What lines below hold the string "SvgFetcher"? Copy them all.

---- Supplied records

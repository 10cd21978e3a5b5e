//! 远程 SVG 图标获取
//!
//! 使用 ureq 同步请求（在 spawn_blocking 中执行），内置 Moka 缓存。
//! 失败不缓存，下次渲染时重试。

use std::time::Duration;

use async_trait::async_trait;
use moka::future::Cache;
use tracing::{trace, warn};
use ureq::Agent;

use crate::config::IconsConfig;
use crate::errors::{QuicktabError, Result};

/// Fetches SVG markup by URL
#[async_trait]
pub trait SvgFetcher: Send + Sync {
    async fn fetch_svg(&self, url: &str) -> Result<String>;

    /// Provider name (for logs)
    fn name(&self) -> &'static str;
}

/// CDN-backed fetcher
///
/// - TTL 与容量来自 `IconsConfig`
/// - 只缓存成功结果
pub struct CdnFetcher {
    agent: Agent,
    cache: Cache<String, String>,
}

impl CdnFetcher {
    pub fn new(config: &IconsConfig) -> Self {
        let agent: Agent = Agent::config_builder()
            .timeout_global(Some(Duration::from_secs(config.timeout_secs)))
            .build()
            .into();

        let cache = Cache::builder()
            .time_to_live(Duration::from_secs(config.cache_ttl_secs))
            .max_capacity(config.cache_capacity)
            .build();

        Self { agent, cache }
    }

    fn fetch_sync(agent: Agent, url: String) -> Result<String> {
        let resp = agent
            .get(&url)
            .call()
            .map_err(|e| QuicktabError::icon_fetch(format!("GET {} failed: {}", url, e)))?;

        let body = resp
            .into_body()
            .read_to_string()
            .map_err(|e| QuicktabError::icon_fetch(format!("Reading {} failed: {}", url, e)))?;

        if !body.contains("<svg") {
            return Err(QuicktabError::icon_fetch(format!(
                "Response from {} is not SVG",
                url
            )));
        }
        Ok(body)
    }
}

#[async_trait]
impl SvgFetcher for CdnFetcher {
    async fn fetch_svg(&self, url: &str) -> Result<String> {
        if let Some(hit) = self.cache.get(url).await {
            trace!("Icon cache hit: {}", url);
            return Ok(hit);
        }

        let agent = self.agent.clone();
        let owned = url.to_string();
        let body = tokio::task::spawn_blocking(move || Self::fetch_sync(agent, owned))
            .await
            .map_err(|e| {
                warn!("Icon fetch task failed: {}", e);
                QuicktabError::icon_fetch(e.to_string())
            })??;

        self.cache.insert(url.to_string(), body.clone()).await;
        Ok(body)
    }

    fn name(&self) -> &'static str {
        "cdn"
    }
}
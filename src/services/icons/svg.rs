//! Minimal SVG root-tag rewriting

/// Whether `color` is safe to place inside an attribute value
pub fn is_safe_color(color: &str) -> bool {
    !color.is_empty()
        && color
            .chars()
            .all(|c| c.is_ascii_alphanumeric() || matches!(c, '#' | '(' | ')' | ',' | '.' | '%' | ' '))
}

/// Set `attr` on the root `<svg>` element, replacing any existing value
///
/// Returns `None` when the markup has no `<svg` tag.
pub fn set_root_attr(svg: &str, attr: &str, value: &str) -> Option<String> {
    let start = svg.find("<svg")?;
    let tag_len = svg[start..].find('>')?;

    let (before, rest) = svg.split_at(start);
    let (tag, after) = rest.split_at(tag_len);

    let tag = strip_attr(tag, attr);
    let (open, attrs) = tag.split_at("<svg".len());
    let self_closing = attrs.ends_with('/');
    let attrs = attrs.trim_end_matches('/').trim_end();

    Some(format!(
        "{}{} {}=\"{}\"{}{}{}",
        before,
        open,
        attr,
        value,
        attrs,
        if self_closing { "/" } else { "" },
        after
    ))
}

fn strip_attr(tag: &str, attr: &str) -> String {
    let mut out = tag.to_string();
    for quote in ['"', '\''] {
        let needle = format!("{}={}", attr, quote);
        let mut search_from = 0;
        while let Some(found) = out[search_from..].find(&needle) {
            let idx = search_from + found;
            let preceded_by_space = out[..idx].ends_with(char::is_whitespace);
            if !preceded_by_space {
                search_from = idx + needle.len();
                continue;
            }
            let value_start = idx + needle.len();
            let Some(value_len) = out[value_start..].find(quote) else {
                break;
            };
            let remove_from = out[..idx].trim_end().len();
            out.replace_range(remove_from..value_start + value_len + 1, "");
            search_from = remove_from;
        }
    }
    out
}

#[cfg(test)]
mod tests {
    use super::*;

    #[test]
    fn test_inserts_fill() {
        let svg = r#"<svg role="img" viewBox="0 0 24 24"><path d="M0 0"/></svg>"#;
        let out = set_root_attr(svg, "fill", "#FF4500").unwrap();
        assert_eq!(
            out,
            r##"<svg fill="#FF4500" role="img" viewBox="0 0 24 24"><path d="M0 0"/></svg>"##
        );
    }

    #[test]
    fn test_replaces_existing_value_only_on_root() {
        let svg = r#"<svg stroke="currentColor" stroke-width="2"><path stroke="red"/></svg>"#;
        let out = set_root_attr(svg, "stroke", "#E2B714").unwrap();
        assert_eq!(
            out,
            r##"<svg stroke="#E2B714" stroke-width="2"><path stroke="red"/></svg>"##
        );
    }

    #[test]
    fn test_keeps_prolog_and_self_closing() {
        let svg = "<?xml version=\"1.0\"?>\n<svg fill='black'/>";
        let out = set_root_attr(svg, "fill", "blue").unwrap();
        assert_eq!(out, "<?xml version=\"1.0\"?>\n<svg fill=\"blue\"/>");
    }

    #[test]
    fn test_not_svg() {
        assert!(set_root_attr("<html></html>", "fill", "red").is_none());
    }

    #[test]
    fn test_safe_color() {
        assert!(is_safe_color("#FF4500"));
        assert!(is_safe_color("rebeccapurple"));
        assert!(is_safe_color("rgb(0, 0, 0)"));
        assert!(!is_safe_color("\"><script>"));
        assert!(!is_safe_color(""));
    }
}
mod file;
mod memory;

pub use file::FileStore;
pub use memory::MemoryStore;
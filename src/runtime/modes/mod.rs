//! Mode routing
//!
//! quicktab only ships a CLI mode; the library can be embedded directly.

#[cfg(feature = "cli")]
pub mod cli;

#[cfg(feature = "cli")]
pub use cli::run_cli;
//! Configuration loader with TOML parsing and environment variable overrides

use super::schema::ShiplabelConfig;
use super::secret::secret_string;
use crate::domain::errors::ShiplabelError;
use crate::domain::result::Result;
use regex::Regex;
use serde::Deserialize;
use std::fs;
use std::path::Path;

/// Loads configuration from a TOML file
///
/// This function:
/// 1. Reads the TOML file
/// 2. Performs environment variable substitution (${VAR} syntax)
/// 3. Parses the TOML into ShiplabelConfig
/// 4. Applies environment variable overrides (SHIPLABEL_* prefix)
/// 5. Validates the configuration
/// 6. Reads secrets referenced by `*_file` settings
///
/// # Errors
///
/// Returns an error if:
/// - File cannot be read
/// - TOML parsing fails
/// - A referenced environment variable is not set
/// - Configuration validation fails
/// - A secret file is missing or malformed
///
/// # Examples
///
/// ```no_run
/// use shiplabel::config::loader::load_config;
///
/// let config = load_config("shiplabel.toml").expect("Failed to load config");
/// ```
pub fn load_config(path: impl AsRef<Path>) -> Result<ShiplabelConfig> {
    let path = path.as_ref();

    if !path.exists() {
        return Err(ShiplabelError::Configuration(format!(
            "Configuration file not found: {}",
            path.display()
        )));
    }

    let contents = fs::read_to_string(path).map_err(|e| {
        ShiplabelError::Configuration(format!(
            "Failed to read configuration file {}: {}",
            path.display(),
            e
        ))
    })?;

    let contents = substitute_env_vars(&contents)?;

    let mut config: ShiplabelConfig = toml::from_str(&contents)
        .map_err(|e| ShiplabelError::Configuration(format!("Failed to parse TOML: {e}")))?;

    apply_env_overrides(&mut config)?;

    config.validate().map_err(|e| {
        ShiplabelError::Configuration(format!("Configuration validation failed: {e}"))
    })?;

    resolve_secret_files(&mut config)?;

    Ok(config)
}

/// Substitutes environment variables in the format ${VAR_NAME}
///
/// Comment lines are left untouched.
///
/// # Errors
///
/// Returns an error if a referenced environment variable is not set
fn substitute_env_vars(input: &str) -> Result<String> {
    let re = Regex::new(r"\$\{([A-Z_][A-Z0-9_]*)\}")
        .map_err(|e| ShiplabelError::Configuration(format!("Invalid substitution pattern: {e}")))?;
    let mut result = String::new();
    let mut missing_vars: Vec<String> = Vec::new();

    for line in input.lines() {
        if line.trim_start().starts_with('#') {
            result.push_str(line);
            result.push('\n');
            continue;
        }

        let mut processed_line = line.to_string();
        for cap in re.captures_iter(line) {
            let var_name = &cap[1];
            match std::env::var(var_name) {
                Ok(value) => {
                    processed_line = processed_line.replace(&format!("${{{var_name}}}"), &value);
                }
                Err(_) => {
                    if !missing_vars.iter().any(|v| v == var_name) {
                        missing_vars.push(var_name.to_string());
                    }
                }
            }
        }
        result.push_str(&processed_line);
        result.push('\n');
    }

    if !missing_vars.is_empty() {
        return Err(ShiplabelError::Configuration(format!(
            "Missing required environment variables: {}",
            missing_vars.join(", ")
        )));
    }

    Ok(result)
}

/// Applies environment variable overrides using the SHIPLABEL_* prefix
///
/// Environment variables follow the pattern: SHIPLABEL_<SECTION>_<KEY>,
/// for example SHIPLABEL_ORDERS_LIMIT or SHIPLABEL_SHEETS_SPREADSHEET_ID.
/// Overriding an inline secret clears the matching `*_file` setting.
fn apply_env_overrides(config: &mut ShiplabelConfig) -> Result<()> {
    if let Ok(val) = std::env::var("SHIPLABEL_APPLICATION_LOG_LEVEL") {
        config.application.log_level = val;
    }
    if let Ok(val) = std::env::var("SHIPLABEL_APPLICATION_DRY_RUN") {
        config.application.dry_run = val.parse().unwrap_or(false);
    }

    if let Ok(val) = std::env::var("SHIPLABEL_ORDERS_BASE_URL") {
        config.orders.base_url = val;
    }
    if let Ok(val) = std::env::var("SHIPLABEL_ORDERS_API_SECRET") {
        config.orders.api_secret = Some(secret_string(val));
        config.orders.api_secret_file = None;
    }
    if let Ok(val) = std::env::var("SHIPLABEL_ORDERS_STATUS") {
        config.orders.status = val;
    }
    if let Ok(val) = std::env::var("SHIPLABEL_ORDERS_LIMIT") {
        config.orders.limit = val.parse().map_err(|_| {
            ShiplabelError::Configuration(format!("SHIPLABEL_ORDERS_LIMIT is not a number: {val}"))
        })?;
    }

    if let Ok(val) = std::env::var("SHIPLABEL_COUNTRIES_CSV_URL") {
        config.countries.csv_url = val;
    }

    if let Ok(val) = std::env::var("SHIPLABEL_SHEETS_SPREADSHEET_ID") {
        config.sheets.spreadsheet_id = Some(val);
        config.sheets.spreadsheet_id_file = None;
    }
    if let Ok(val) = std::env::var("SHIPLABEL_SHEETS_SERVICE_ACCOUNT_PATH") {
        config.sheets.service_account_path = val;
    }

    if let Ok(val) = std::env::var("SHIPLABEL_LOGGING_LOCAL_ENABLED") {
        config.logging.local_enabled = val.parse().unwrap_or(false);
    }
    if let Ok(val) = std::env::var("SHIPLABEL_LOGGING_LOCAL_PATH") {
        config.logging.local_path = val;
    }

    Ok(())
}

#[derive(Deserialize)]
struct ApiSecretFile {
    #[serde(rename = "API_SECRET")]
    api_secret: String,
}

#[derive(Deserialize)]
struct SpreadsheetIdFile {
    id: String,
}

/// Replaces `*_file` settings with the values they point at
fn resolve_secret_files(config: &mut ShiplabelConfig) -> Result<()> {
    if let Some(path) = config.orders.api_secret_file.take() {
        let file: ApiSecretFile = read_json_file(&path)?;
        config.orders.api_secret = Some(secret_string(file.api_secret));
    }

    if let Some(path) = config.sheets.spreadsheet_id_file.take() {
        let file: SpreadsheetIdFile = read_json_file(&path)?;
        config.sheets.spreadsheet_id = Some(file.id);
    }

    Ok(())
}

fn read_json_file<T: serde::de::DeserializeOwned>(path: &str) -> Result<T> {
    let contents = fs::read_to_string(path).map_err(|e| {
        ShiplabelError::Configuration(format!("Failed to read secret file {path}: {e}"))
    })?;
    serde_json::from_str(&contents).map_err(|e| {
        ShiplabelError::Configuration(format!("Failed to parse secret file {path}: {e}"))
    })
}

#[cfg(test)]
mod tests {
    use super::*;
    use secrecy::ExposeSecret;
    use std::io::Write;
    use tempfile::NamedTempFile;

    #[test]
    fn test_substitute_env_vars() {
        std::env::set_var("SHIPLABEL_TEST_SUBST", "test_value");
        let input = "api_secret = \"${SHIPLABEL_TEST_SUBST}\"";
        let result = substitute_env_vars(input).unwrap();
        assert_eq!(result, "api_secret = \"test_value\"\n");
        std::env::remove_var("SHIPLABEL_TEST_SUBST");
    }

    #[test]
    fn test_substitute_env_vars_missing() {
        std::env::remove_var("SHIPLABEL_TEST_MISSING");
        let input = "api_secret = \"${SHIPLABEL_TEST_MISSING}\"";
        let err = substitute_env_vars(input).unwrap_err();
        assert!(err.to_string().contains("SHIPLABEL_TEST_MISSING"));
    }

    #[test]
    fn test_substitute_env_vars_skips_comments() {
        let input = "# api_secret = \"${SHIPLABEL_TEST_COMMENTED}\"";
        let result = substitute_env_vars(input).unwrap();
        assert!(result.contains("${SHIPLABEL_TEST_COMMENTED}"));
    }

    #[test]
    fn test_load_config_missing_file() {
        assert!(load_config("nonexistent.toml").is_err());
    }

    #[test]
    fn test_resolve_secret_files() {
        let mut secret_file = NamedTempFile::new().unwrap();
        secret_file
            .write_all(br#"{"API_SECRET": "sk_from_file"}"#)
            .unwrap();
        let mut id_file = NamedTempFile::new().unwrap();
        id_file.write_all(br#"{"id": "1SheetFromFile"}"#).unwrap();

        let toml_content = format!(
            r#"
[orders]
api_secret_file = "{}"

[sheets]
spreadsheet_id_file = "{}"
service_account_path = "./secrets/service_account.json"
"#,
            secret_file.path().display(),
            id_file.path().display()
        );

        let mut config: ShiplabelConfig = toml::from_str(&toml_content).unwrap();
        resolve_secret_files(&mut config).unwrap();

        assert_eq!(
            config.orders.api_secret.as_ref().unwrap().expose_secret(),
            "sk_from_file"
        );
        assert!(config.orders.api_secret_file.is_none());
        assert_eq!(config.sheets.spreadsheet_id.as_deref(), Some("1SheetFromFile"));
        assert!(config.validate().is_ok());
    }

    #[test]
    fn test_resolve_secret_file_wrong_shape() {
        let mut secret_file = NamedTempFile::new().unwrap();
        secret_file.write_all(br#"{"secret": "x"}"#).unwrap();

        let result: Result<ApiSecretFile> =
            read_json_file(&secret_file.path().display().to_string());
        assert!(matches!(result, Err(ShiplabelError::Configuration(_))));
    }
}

--------

Response to the task |
pub trait SvgFetcher: Send + Sync {
impl SvgFetcher for CdnFetcher {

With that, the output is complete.